"Fortunate Son" is a song by Creedence Clearwater Revival which is an antiestablishment song of defiance and blue-collar pride, both anti-Washington and against the Vietnam war. John Fogerty and Doug Clifford were both drafted in 1966 and discharged from the army in 1967.
This is one of 3 political songs on the album. The others were "It Came From the Sky" and "Don't Look Now (It Ain't You or Me)" (thanks, Brad Wind - Miami, FL, for above 2)
Richard Nixon was president of the US when group leader John Fogerty wrote this. Fogerty was not a fan of Nixon and felt that people close to the president were receiving preferential treatment.
This spoke out against the war in Vietnam, but was supportive of the soldiers fighting there. Like many CCR fans, most of the soldiers came from the working class, and were there because they didn't have connections who could get them out. It is sung from the perspective of one of these men, who ends up fighting because he is not a "Senator's son."
Creedence performed this on The Ed Sullivan Show, probably because the show's producers didn't realize it was a protest song.

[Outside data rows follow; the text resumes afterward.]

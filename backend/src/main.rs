//! TeachHub backend entry point

use std::net::SocketAddr;
use std::sync::Arc;

use anyhow::Context;
use tracing_subscriber::{EnvFilter, layer::SubscriberExt, util::SubscriberInitExt};

use teachhub::config::{Config, LogFormat, log_format_from_env};
use teachhub::db::Database;
use teachhub::graphql::build_schema;
use teachhub::services::{AuthConfig, AuthService, GithubApiClient, GithubClient, OAuthApp};
use teachhub::{AppState, build_app};

fn init_tracing(format: LogFormat) {
    let filter = EnvFilter::try_from_default_env()
        .unwrap_or_else(|_| "teachhub=debug,tower_http=debug".into());
    let registry = tracing_subscriber::registry().with(filter);

    match format {
        LogFormat::Json => registry.with(tracing_subscriber::fmt::layer().json()).init(),
        LogFormat::Pretty => registry.with(tracing_subscriber::fmt::layer()).init(),
    }
}

#[tokio::main]
async fn main() -> anyhow::Result<()> {
    dotenvy::dotenv().ok();
    init_tracing(log_format_from_env());

    let config = Arc::new(Config::from_env()?);
    tracing::info!(port = config.port, "Starting TeachHub backend");

    let db = Database::connect(&config.database_url, config.database_max_connections)
        .await
        .context("Failed to connect to database")?;
    db.migrate().await.context("Failed to run migrations")?;
    tracing::info!("Database ready");

    if config.github_token.is_none() {
        tracing::warn!("GITHUB_TOKEN not set, repository provisioning will fail");
    }
    let github: Arc<dyn GithubClient> = Arc::new(GithubApiClient::new(
        config.github_api_url.clone(),
        config.github_token.clone(),
        OAuthApp {
            client_id: config.github_client_id.clone(),
            client_secret: config.github_client_secret.clone(),
        },
    )?);

    let auth = AuthService::new(
        db.clone(),
        github.clone(),
        AuthConfig {
            jwt_secret: config.jwt_secret.clone(),
            token_lifetime: config.token_lifetime_secs,
        },
    );

    let schema = build_schema(db.clone(), github, auth.clone());
    tracing::info!("GraphQL schema built");

    let state = AppState {
        config: config.clone(),
        db,
        schema,
        auth,
    };
    let app = build_app(state);

    let addr = SocketAddr::from(([0, 0, 0, 0], config.port));
    tracing::info!(%addr, "Listening");
    tracing::info!(
        "GraphQL playground: http://{}:{}/graphql",
        config.host.as_deref().unwrap_or("localhost"),
        config.port
    );

    let listener = tokio::net::TcpListener::bind(addr).await?;
    axum::serve(listener, app).await?;

    Ok(())
}
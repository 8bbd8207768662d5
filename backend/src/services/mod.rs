//! Application services

pub mod auth;
pub mod github;
pub mod provisioning;

pub use auth::{AccessTokenClaims, AuthConfig, AuthService, LoginResult, RegisterInput};
pub use github::{
    CollaboratorPermission, GithubApiClient, GithubClient, GithubError, NewRepository,
    OAuthApp, TemplateRepository,
};
pub use provisioning::{
    CreateRepositoriesRequest, CreateRepositoriesResult, ProvisioningError,
    RepositoryCreationOutcome, RepositoryCreationStatus, RepositorySpec, create_repositories,
};
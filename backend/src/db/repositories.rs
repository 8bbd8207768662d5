//! Repositories repository
//!
//! Rows for GitHub repositories provisioned for a course, plus the users that
//! were granted access to each one.

use anyhow::Result;
use serde::{Deserialize, Serialize};
use sqlx::{FromRow, SqlitePool};

use super::sqlite_helpers::{new_id, now_iso8601};

const REPOSITORY_COLUMNS: &str = "id, course_id, name, github_id, active, created_at, updated_at";

#[derive(Debug, Clone, FromRow, Serialize, Deserialize)]
pub struct RepositoryRecord {
    pub id: String,
    pub course_id: String,
    pub name: String,
    pub github_id: i64,
    pub active: bool,
    pub created_at: String,
    pub updated_at: String,
}

#[derive(Debug, Clone)]
pub struct CreateRepository {
    pub course_id: String,
    pub name: String,
    pub github_id: i64,
    /// Users linked to the repository on insert
    pub user_ids: Vec<String>,
}

#[derive(Debug, Clone, Default)]
pub struct UpdateRepository {
    pub name: Option<String>,
    pub active: Option<bool>,
}

pub struct RepositoryRepository {
    pool: SqlitePool,
}

impl RepositoryRepository {
    pub fn new(pool: SqlitePool) -> Self {
        Self { pool }
    }

    pub async fn get(&self, id: &str) -> Result<Option<RepositoryRecord>> {
        let record = sqlx::query_as::<_, RepositoryRecord>(&format!(
            "SELECT {} FROM repositories WHERE id = ?",
            REPOSITORY_COLUMNS
        ))
        .bind(id)
        .fetch_optional(&self.pool)
        .await?;

        Ok(record)
    }

    pub async fn list_by_course(&self, course_id: &str) -> Result<Vec<RepositoryRecord>> {
        let records = sqlx::query_as::<_, RepositoryRecord>(&format!(
            "SELECT {} FROM repositories WHERE course_id = ? ORDER BY name",
            REPOSITORY_COLUMNS
        ))
        .bind(course_id)
        .fetch_all(&self.pool)
        .await?;

        Ok(records)
    }

    /// Ids of the users linked to a repository
    pub async fn list_user_ids(&self, repository_id: &str) -> Result<Vec<String>> {
        let ids: Vec<String> = sqlx::query_scalar(
            "SELECT user_id FROM repository_users WHERE repository_id = ? ORDER BY user_id",
        )
        .bind(repository_id)
        .fetch_all(&self.pool)
        .await?;

        Ok(ids)
    }

    /// Insert a repository and its user links in one transaction
    pub async fn create(&self, data: CreateRepository) -> Result<RepositoryRecord> {
        let id = new_id();
        let now = now_iso8601();
        let mut tx = self.pool.begin().await?;

        sqlx::query(
            r#"
            INSERT INTO repositories (id, course_id, name, github_id, active, created_at, updated_at)
            VALUES (?, ?, ?, ?, 1, ?, ?)
            "#,
        )
        .bind(&id)
        .bind(&data.course_id)
        .bind(&data.name)
        .bind(data.github_id)
        .bind(&now)
        .bind(&now)
        .execute(&mut *tx)
        .await?;

        for user_id in &data.user_ids {
            sqlx::query(
                "INSERT OR IGNORE INTO repository_users (repository_id, user_id) VALUES (?, ?)",
            )
            .bind(&id)
            .bind(user_id)
            .execute(&mut *tx)
            .await?;
        }

        tx.commit().await?;

        self.get(&id)
            .await?
            .ok_or_else(|| anyhow::anyhow!("Failed to create repository"))
    }

    pub async fn update(
        &self,
        id: &str,
        data: UpdateRepository,
    ) -> Result<Option<RepositoryRecord>> {
        let mut set_clauses = vec!["updated_at = ?"];
        if data.name.is_some() {
            set_clauses.push("name = ?");
        }
        if data.active.is_some() {
            set_clauses.push("active = ?");
        }

        let query = format!(
            "UPDATE repositories SET {} WHERE id = ?",
            set_clauses.join(", ")
        );
        let mut q = sqlx::query(&query).bind(now_iso8601());
        if let Some(name) = data.name {
            q = q.bind(name);
        }
        if let Some(active) = data.active {
            q = q.bind(active);
        }

        let result = q.bind(id).execute(&self.pool).await?;
        if result.rows_affected() == 0 {
            return Ok(None);
        }

        self.get(id).await
    }
}
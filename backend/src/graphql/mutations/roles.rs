//! Roles and course memberships

use super::prelude::*;

#[derive(Default)]
pub struct RoleMutations;

#[Object]
impl RoleMutations {
    #[graphql(guard = "AdminGuard")]
    async fn create_role(&self, ctx: &Context<'_>, input: CreateRoleInput) -> Result<RoleResult> {
        require_non_empty("name", &input.name)?;
        let db = ctx.data_unchecked::<Database>();

        let created = db
            .roles()
            .create(CreateRole {
                name: input.name,
                permissions: input.permissions,
                parent_role_id: input.parent_role_id,
            })
            .await;

        match created {
            Ok(record) => Ok(RoleResult::ok(Role::from(record))),
            Err(e) => Ok(RoleResult::failure(e.to_string())),
        }
    }

    #[graphql(guard = "AdminGuard")]
    async fn update_role(
        &self,
        ctx: &Context<'_>,
        id: String,
        input: UpdateRoleInput,
    ) -> Result<RoleResult> {
        let parent_role_id = nullable_update(input.parent_role_id);
        if matches!(&parent_role_id, Some(Some(parent)) if *parent == id) {
            return Err(bad_input("A role cannot be its own parent"));
        }

        let db = ctx.data_unchecked::<Database>();
        let updated = db
            .roles()
            .update(
                &id,
                UpdateRole {
                    name: input.name,
                    permissions: input.permissions,
                    parent_role_id,
                    active: input.active,
                },
            )
            .await;

        match updated {
            Ok(Some(record)) => Ok(RoleResult::ok(Role::from(record))),
            Ok(None) => Err(not_found("Role", &id)),
            Err(e) => Ok(RoleResult::failure(e.to_string())),
        }
    }

    /// Enroll a user in a course with a role
    async fn create_user_role(
        &self,
        ctx: &Context<'_>,
        input: CreateUserRoleInput,
    ) -> Result<UserRoleResult> {
        require_course_permission(ctx, &input.course_id, Permission::ManageUsers).await?;
        let db = ctx.data_unchecked::<Database>();

        if db.users().get_by_id(&input.user_id).await.map_err(internal)?.is_none() {
            return Err(not_found("User", &input.user_id));
        }
        if db.roles().get(&input.role_id).await.map_err(internal)?.is_none() {
            return Err(not_found("Role", &input.role_id));
        }

        let created = db
            .user_roles()
            .create(CreateUserRole {
                user_id: input.user_id,
                course_id: input.course_id,
                role_id: input.role_id,
            })
            .await;

        match created {
            Ok(record) => Ok(UserRoleResult::ok(UserRole::from(record))),
            Err(e) => Ok(UserRoleResult::failure(e.to_string())),
        }
    }

    async fn update_user_role(
        &self,
        ctx: &Context<'_>,
        id: String,
        input: UpdateUserRoleInput,
    ) -> Result<UserRoleResult> {
        ctx.auth_user()?;
        let db = ctx.data_unchecked::<Database>();

        let existing = db
            .user_roles()
            .get(&id)
            .await
            .map_err(internal)?
            .ok_or_else(|| not_found("User role", &id))?;
        require_course_permission(ctx, &existing.course_id, Permission::ManageUsers).await?;

        let updated = db
            .user_roles()
            .update(
                &id,
                UpdateUserRole {
                    role_id: input.role_id,
                    active: input.active,
                },
            )
            .await;

        match updated {
            Ok(Some(record)) => Ok(UserRoleResult::ok(UserRole::from(record))),
            Ok(None) => Err(not_found("User role", &id)),
            Err(e) => Ok(UserRoleResult::failure(e.to_string())),
        }
    }
}
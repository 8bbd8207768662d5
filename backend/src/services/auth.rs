//! Authentication service: GitHub OAuth login and JWT handling
//!
//! Users sign in with GitHub. The OAuth callback code is exchanged for a
//! user access token, the GitHub login it belongs to is matched against
//! `users.github_id`, and an HS256 access token is issued.

use std::sync::Arc;

use anyhow::{Context, Result, anyhow};
use chrono::{Duration, Utc};
use jsonwebtoken::{Algorithm, DecodingKey, EncodingKey, Header, Validation, decode, encode};
use serde::{Deserialize, Serialize};

use super::github::GithubClient;
use crate::db::{CreateUser, Database, UserRecord};

/// Claims carried by access tokens
#[derive(Debug, Clone, Serialize, Deserialize)]
pub struct AccessTokenClaims {
    /// User ID (subject)
    pub sub: String,
    /// GitHub login
    pub github_id: String,
    pub is_admin: bool,
    pub exp: i64,
    pub iat: i64,
}

/// Profile fields supplied on registration; the GitHub login comes from OAuth
#[derive(Debug, Clone)]
pub struct RegisterInput {
    pub name: String,
    pub last_name: String,
    pub file: Option<String>,
    pub notification_email: Option<String>,
}

#[derive(Debug, Clone)]
pub struct LoginResult {
    pub user: UserRecord,
    pub token: String,
}

#[derive(Debug, Clone)]
pub struct AuthConfig {
    pub jwt_secret: String,
    /// Access token lifetime in seconds
    pub token_lifetime: i64,
}

#[derive(Clone)]
pub struct AuthService {
    db: Database,
    github: Arc<dyn GithubClient>,
    config: AuthConfig,
}

impl AuthService {
    pub fn new(db: Database, github: Arc<dyn GithubClient>, config: AuthConfig) -> Self {
        Self { db, github, config }
    }

    /// Sign in an existing, active user
    pub async fn login(&self, code: &str) -> Result<LoginResult> {
        let login = self.github_login(code).await?;

        let user = self
            .db
            .users()
            .get_by_github_id(&login)
            .await?
            .ok_or_else(|| anyhow!("User {} is not registered", login))?;

        if !user.active {
            return Err(anyhow!("Account is disabled"));
        }

        let token = self.issue_token(&user)?;
        tracing::info!(user_id = %user.id, github_id = %user.github_id, "User logged in");

        Ok(LoginResult { user, token })
    }

    /// Create the user for the GitHub account behind `code` and sign them in
    pub async fn register(&self, code: &str, input: RegisterInput) -> Result<LoginResult> {
        let login = self.github_login(code).await?;
        let users = self.db.users();

        if users.get_by_github_id(&login).await?.is_some() {
            return Err(anyhow!("GitHub account {} is already registered", login));
        }

        let user = users
            .create(CreateUser {
                name: input.name,
                last_name: input.last_name,
                file: input.file,
                github_id: login,
                notification_email: input.notification_email,
                is_admin: false,
            })
            .await?;

        let token = self.issue_token(&user)?;
        tracing::info!(user_id = %user.id, github_id = %user.github_id, "User registered");

        Ok(LoginResult { user, token })
    }

    async fn github_login(&self, code: &str) -> Result<String> {
        let access_token = self
            .github
            .exchange_oauth_code(code)
            .await
            .context("GitHub OAuth code exchange failed")?;

        let github_user = self
            .github
            .authenticated_user(&access_token)
            .await
            .context("Failed to fetch GitHub user")?;

        Ok(github_user.login)
    }

    /// Sign an access token for `user`
    pub fn issue_token(&self, user: &UserRecord) -> Result<String> {
        let now = Utc::now();
        let claims = AccessTokenClaims {
            sub: user.id.clone(),
            github_id: user.github_id.clone(),
            is_admin: user.is_admin,
            iat: now.timestamp(),
            exp: (now + Duration::seconds(self.config.token_lifetime)).timestamp(),
        };

        encode(
            &Header::new(Algorithm::HS256),
            &claims,
            &EncodingKey::from_secret(self.config.jwt_secret.as_bytes()),
        )
        .context("Failed to sign access token")
    }

    /// Decode and validate an access token
    pub fn verify_token(&self, token: &str) -> Result<AccessTokenClaims> {
        let mut validation = Validation::new(Algorithm::HS256);
        validation.validate_exp = true;
        validation.validate_aud = false;
        validation.leeway = 0;

        let data = decode::<AccessTokenClaims>(
            token,
            &DecodingKey::from_secret(self.config.jwt_secret.as_bytes()),
            &validation,
        )?;

        Ok(data.claims)
    }
}

#[cfg(test)]
mod tests {
    use super::*;
    use crate::services::github::{
        CollaboratorPermission, CreatedRepository, GithubError, GithubUser, NewRepository,
        TemplateRepository,
    };
    use async_trait::async_trait;

    /// Answers every OAuth code with the login `ada`
    struct OAuthOnly;

    #[async_trait]
    impl GithubClient for OAuthOnly {
        async fn create_repository(
            &self,
            _: &str,
            _: &NewRepository,
        ) -> Result<CreatedRepository, GithubError> {
            unimplemented!()
        }

        async fn create_repository_from_template(
            &self,
            _: &str,
            _: &TemplateRepository,
            _: &NewRepository,
        ) -> Result<CreatedRepository, GithubError> {
            unimplemented!()
        }

        async fn add_collaborator(
            &self,
            _: &str,
            _: &str,
            _: &str,
            _: CollaboratorPermission,
        ) -> Result<(), GithubError> {
            unimplemented!()
        }

        async fn authenticated_user(&self, token: &str) -> Result<GithubUser, GithubError> {
            assert_eq!(token, "gho_token");
            Ok(GithubUser {
                id: 1,
                login: "ada".to_string(),
                name: None,
                email: None,
            })
        }

        async fn exchange_oauth_code(&self, code: &str) -> Result<String, GithubError> {
            if code == "good" {
                Ok("gho_token".to_string())
            } else {
                Err(GithubError::Api {
                    status: 400,
                    message: "bad_verification_code".to_string(),
                })
            }
        }

        fn authorize_url(&self, _: &str) -> Result<String, GithubError> {
            unimplemented!()
        }
    }

    async fn service(lifetime: i64) -> AuthService {
        let db = Database::in_memory().await.unwrap();
        AuthService::new(
            db,
            Arc::new(OAuthOnly),
            AuthConfig {
                jwt_secret: "test-secret".to_string(),
                token_lifetime: lifetime,
            },
        )
    }

    fn register_input() -> RegisterInput {
        RegisterInput {
            name: "Ada".to_string(),
            last_name: "Lovelace".to_string(),
            file: Some("100000".to_string()),
            notification_email: None,
        }
    }

    #[tokio::test]
    async fn test_register_then_login() {
        let auth = service(3600).await;

        assert!(auth.login("good").await.is_err());

        let registered = auth.register("good", register_input()).await.unwrap();
        assert_eq!(registered.user.github_id, "ada");

        let logged_in = auth.login("good").await.unwrap();
        assert_eq!(logged_in.user.id, registered.user.id);

        let claims = auth.verify_token(&logged_in.token).unwrap();
        assert_eq!(claims.sub, registered.user.id);
        assert_eq!(claims.github_id, "ada");
        assert!(!claims.is_admin);
    }

    #[tokio::test]
    async fn test_register_twice_fails() {
        let auth = service(3600).await;
        auth.register("good", register_input()).await.unwrap();
        assert!(auth.register("good", register_input()).await.is_err());
    }

    #[tokio::test]
    async fn test_bad_code_rejected() {
        let auth = service(3600).await;
        assert!(auth.register("bad", register_input()).await.is_err());
    }

    #[tokio::test]
    async fn test_expired_and_tampered_tokens_rejected() {
        let auth = service(-120).await;
        let user = auth.register("good", register_input()).await.unwrap();
        assert!(auth.verify_token(&user.token).is_err());

        let valid = service(3600).await;
        let token = valid.issue_token(&user.user).unwrap();
        let other = AuthService::new(
            Database::in_memory().await.unwrap(),
            Arc::new(OAuthOnly),
            AuthConfig {
                jwt_secret: "another-secret".to_string(),
                token_lifetime: 3600,
            },
        );
        assert!(other.verify_token(&token).is_err());
    }
}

The show tried hard not to offend anyone, and usually had bands perform their least controversial songs or alter the lyrics for the show (see "Let's Spend The Night Together" and "Light My Fire").
Fogerty recorded a lot of takes for "Down On The Corner" before singing this. As a result, his voice was strained, which Fogerty thinks is apparent on the song.
Fogerty wrote this in about 20 minutes.
Like Bruce Springsteen's "Born In The U.S.A.," this is often misinterpreted as a patriotic anthem, when it is the opposite.
Wrangler jeans used this in commercials in 2001. They used only the first 2 lines: "Some folks are born, made to wave the flag, Ooh, that red, white and blue," implying the patriotic misinterpretation. The next lines are: "And when the band plays "Hail to the Chief" Ooh, they're pointin' the cannon at you," but those lyrics would not sell jeans very well.
Fogerty does not own the publishing rights to this. He lost them, along with all the other songs he wrote for CCR, in his contract with Fantasy Records, which the band signed when they were struggling. A guy named Saul Zaentz controls the rights and can use the songs any way he wants, as long as it isn't performed by any member of CCR. Fogerty hates that his song is constantly misused, but has no choice.
This has been covered by U2, Bruce Springsteen, Kid Rock, Dropkick Murphys, Sleater-Kinney, Corrosion Of Conformity, Minutemen, Uncle Tupelo, Bob Seger, Circle Jerks, Joe Lynn Turner, Bunny Foot Charm, Death Cab For Cutie, Undead, Raccoon, and 38 Special.
When interviewed by Rolling Stone magazine, John Fogerty was once asked: "What inspired 'Fortunate Son'?" His response: "Julie Nixon was hanging around with David Eisenhower, and you just had the feeling that none of these people were going to be involved with the war. In 1969, the majority of the country thought morale was great among the troops, and like eighty percent of them were in favor of the war. But to some of us who were watching closely, we just knew we were headed for trouble." (thanks, Brett - Edmonton, Canada, for above 2)
Wyclef Jean's slow, passionate cover of this was the theme song for the 2004 political thriller The Manchurian Candidate. Another popular political film from the summer of '04 was the controversial documentary Fahrenheit 9/11, of which John Fogerty remarked: "With the Michael Moore movie, certain conservative talk show hosts call him un-American. Him and anybody else who says anything about the war... To question your country's policy, especially in a war that kills people, is definitely not un-American. It's probably the most patriotic thing you can do." (thanks, Brett - Edmonton, Canada)
This is one of the first protest songs that makes the point that it's the poor who are most likely to fight the wars. During the Iraq war, System Of A Down covered this topic with their song "B.Y.O.B.."
United States president George W. Bush is often considered a "Fortunate Son," as he reaped the benefits that came with growing up in a powerful political family, which may have helped him avoid combat. This is covered in a book called Fortunate Son.